Pero en este paseo también hay coronavirus. Como un panteón en el que varios sacerdotes murieron a finales de marzo con dos o tres días de diferencia. Inscripciones que nos recuerdan la maldita primavera de 2020 en la que cayeron tantos. En esa cuesta de subida que ahora es de bajada, una enorme escultura inaugurada por el arzobispo de Madrid, Carlos Osoro, llamada ‘Túmulo del recuerdo’, recuerda la pandemia.

Tres horas después, en el patio del quejío ahora hay niños con bocadillos envueltos en papel de aluminio que corretean por los pasillos. Mientras los padres llenan los cubos de agua para dar lustre a sus muertos. Como Raimunda en 'Volver', pero sin ficción de por medio.

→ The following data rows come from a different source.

//! Consistent Overhead Byte Stuffing.
//!
//! Encoding replaces every `0x00` with a length prefix so the output is free
//! of the frame delimiter. A run of 254 non-zero bytes is emitted as a full
//! block (`0xFF` code) with no implied zero.
//!
//! ```text
//! 11 22 00 33  ->  03 11 22 02 33
//! ```

use heapless::Vec;

use crate::error::CobsError;

/// Longest run of non-zero bytes covered by one code byte.
pub const MAX_BLOCK_SIZE: usize = 254;

const FULL_BLOCK_CODE: u8 = 0xFF;

/// Worst-case encoded size for an input of `len` bytes.
pub const fn max_encoded_size(len: usize) -> usize {
    len + len / MAX_BLOCK_SIZE + 1
}

/// Encode `input` into `output`, replacing its previous contents.
///
/// Fails with [`CobsError::OutOfBounds`] when `output` cannot hold
/// [`max_encoded_size`] of the input; `output` is left empty in that case.
pub fn encode<const N: usize>(input: &[u8], output: &mut Vec<u8, N>) -> Result<(), CobsError> {
    output.clear();
    let needed = max_encoded_size(input.len());
    if needed > N {
        return Err(CobsError::OutOfBounds {
            needed,
            capacity: N,
        });
    }
    output
        .resize(needed, 0)
        .map_err(|_| CobsError::OutOfBounds {
            needed,
            capacity: N,
        })?;

    let encoded = output.as_mut_slice();
    let mut write_index = 1;
    let mut code_index = 0;
    let mut code: u8 = 1;

    for &byte in input {
        if byte == 0 {
            encoded[code_index] = code;
            code = 1;
            code_index = write_index;
            write_index += 1;
            continue;
        }

        encoded[write_index] = byte;
        write_index += 1;
        code += 1;

        if code == FULL_BLOCK_CODE {
            encoded[code_index] = code;
            code = 1;
            code_index = write_index;
            write_index += 1;
        }
    }
    encoded[code_index] = code;

    output.truncate(write_index);
    Ok(())
}

/// Decode `input` into `output`, replacing its previous contents.
///
/// An empty input decodes to an empty output. On error `output` is left
/// empty.
pub fn decode<const N: usize>(input: &[u8], output: &mut Vec<u8, N>) -> Result<(), CobsError> {
    output.clear();
    let result = decode_into(input, output);
    if result.is_err() {
        output.clear();
    }
    result
}

fn decode_into<const N: usize>(input: &[u8], output: &mut Vec<u8, N>) -> Result<(), CobsError> {
    let mut read_index = 0;

    while read_index < input.len() {
        let code = input[read_index];
        let block_end = read_index + usize::from(code);
        if block_end > input.len() && code != 1 {
            return Err(CobsError::Malformed { offset: read_index });
        }
        read_index += 1;

        if code > 1 {
            output
                .extend_from_slice(&input[read_index..block_end])
                .map_err(|_| CobsError::Overflow { capacity: N })?;
            read_index = block_end;
        }

        if code != FULL_BLOCK_CODE && read_index != input.len() {
            output
                .push(0)
                .map_err(|_| CobsError::Overflow { capacity: N })?;
        }
    }

    Ok(())
}

#[cfg(test)]
mod tests {
    use super::*;

    fn encoded<const N: usize>(input: &[u8]) -> Vec<u8, N> {
        let mut out = Vec::new();
        encode(input, &mut out).unwrap();
        out
    }

    fn decoded<const N: usize>(input: &[u8]) -> Vec<u8, N> {
        let mut out = Vec::new();
        decode(input, &mut out).unwrap();
        out
    }

    #[test]
    fn test_encode_known_vectors() {
        assert_eq!(encoded::<8>(b"").as_slice(), b"\x01");
        assert_eq!(encoded::<8>(b"\x00").as_slice(), b"\x01\x01");
        assert_eq!(encoded::<8>(b"\x00\x00").as_slice(), b"\x01\x01\x01");
        assert_eq!(
            encoded::<8>(b"\x11\x22\x00\x33").as_slice(),
            b"\x03\x11\x22\x02\x33"
        );
        assert_eq!(
            encoded::<8>(b"\x11\x22\x33\x44").as_slice(),
            b"\x05\x11\x22\x33\x44"
        );
        assert_eq!(
            encoded::<8>(b"\x11\x00\x00\x00").as_slice(),
            b"\x02\x11\x01\x01\x01"
        );
        assert_eq!(
            encoded::<8>(b"\x6e\xd7\xf1\x00\xf7\xab").as_slice(),
            b"\x04\x6e\xd7\xf1\x03\xf7\xab"
        );
        assert_eq!(
            encoded::<16>(b"Hello World").as_slice(),
            b"\x0cHello World"
        );
    }

    #[test]
    fn test_encode_253_bytes() {
        let input = [10u8; 253];
        let out = encoded::<256>(&input);
        assert_eq!(out.len(), 254);
        assert_eq!(out[0], 0xFE);
        assert!(out[1..].iter().all(|&b| b == 10));
    }

    #[test]
    fn test_encode_trailing_zero() {
        let mut input = [10u8; 253];
        input[252] = 0;
        let out = encoded::<256>(&input);
        assert_eq!(out.len(), 254);
        assert_eq!(out[0], 0xFD);
        assert!(out[1..253].iter().all(|&b| b == 10));
        assert_eq!(out[253], 0x01);
    }

    #[test]
    fn test_encode_full_block() {
        let input = [10u8; 254];
        let out = encoded::<256>(&input);
        assert_eq!(out.len(), 256);
        assert_eq!(out[0], 0xFF);
        assert!(out[1..255].iter().all(|&b| b == 10));
        assert_eq!(out[255], 0x01);
    }

    #[test]
    fn test_encode_past_full_block() {
        let input = [10u8; 255];
        let out = encoded::<257>(&input);
        assert_eq!(out.len(), 257);
        assert_eq!(out[0], 0xFF);
        assert_eq!(out[255], 0x02);
        assert_eq!(out[256], 10);
    }

    #[test]
    fn test_encode_output_too_small() {
        let mut out: Vec<u8, 4> = Vec::new();
        let err = encode(b"\x01\x02\x03\x04", &mut out).unwrap_err();
        assert_eq!(
            err,
            CobsError::OutOfBounds {
                needed: 5,
                capacity: 4
            }
        );
        assert!(out.is_empty());
    }

    #[test]
    fn test_encode_exact_capacity() {
        let mut out: Vec<u8, 5> = Vec::new();
        encode(b"\x01\x02\x03\x04", &mut out).unwrap();
        assert_eq!(out.as_slice(), b"\x05\x01\x02\x03\x04");
    }

    #[test]
    fn test_encoded_output_has_no_delimiter() {
        let input: std::vec::Vec<u8> = (0..=255u8).cycle().take(600).collect();
        let out = encoded::<700>(&input);
        assert!(!out.contains(&0));
    }

    #[test]
    fn test_decode_known_vectors() {
        assert!(decoded::<8>(b"").is_empty());
        assert_eq!(decoded::<8>(b"\x01").as_slice(), b"");
        assert_eq!(decoded::<8>(b"\x01\x01").as_slice(), b"\x00");
        assert_eq!(decoded::<8>(b"\x01\x01\x01").as_slice(), b"\x00\x00");
        assert_eq!(
            decoded::<8>(b"\x03\x11\x22\x02\x33").as_slice(),
            b"\x11\x22\x00\x33"
        );
        assert_eq!(
            decoded::<8>(b"\x05\x11\x22\x33\x44").as_slice(),
            b"\x11\x22\x33\x44"
        );
        assert_eq!(decoded::<8>(b"\x02x").as_slice(), b"x");
        assert_eq!(decoded::<8>(b"\x03xy").as_slice(), b"xy");
        assert_eq!(
            decoded::<16>(b"\x0cHello World").as_slice(),
            b"Hello World"
        );
    }

    #[test]
    fn test_decode_replaces_previous_contents() {
        let mut out: Vec<u8, 8> = Vec::from_slice(b"\x01\x02\x03").unwrap();
        decode(b"\x03\x9f\x8c\x01\x03\x21\xe8", &mut out).unwrap();
        assert_eq!(out.as_slice(), b"\x9f\x8c\x00\x00\x21\xe8");
    }

    #[test]
    fn test_decode_full_block() {
        let mut input = [10u8; 256];
        input[0] = 0xFF;
        input[255] = 0x01;
        let out = decoded::<254>(&input);
        assert_eq!(out.len(), 254);
        assert!(out.iter().all(|&b| b == 10));
    }

    #[test]
    fn test_decode_malformed_length_byte() {
        let mut out: Vec<u8, 8> = Vec::new();
        let err = decode(b"\x05\x11\x22", &mut out).unwrap_err();
        assert_eq!(err, CobsError::Malformed { offset: 0 });
        assert!(out.is_empty());
    }

    #[test]
    fn test_decode_output_overflow() {
        let mut input = [10u8; 257];
        input[0] = 0xFF;
        input[255] = 0x02;
        let mut out: Vec<u8, 254> = Vec::new();
        let err = decode(&input, &mut out).unwrap_err();
        assert_eq!(err, CobsError::Overflow { capacity: 254 });
        assert!(out.is_empty());
    }

    #[test]
    fn test_roundtrip_up_to_capacity() {
        for len in [0usize, 1, 2, 100, 253, 254] {
            let input: std::vec::Vec<u8> = (0..len).map(|i| (i % 7) as u8).collect();
            let enc = encoded::<256>(&input);
            let dec = decoded::<254>(&enc);
            assert_eq!(dec.as_slice(), input.as_slice(), "length {len}");
        }
    }
}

A las diez de la mañana hace algo de frío en el cementerio de San Justo, el segundo más antiguo de Madrid, inaugurado en 1847. Y frío y silencio es lo que se respira al subir la cuesta, larga y pronunciada, que lleva a la entrada principal. Un silencio solo roto por un llanto, un quejío con eco y con voz de mujer que procede de uno de los patios, el mismo en el que está enterrada la bailaora Pastora Imperio.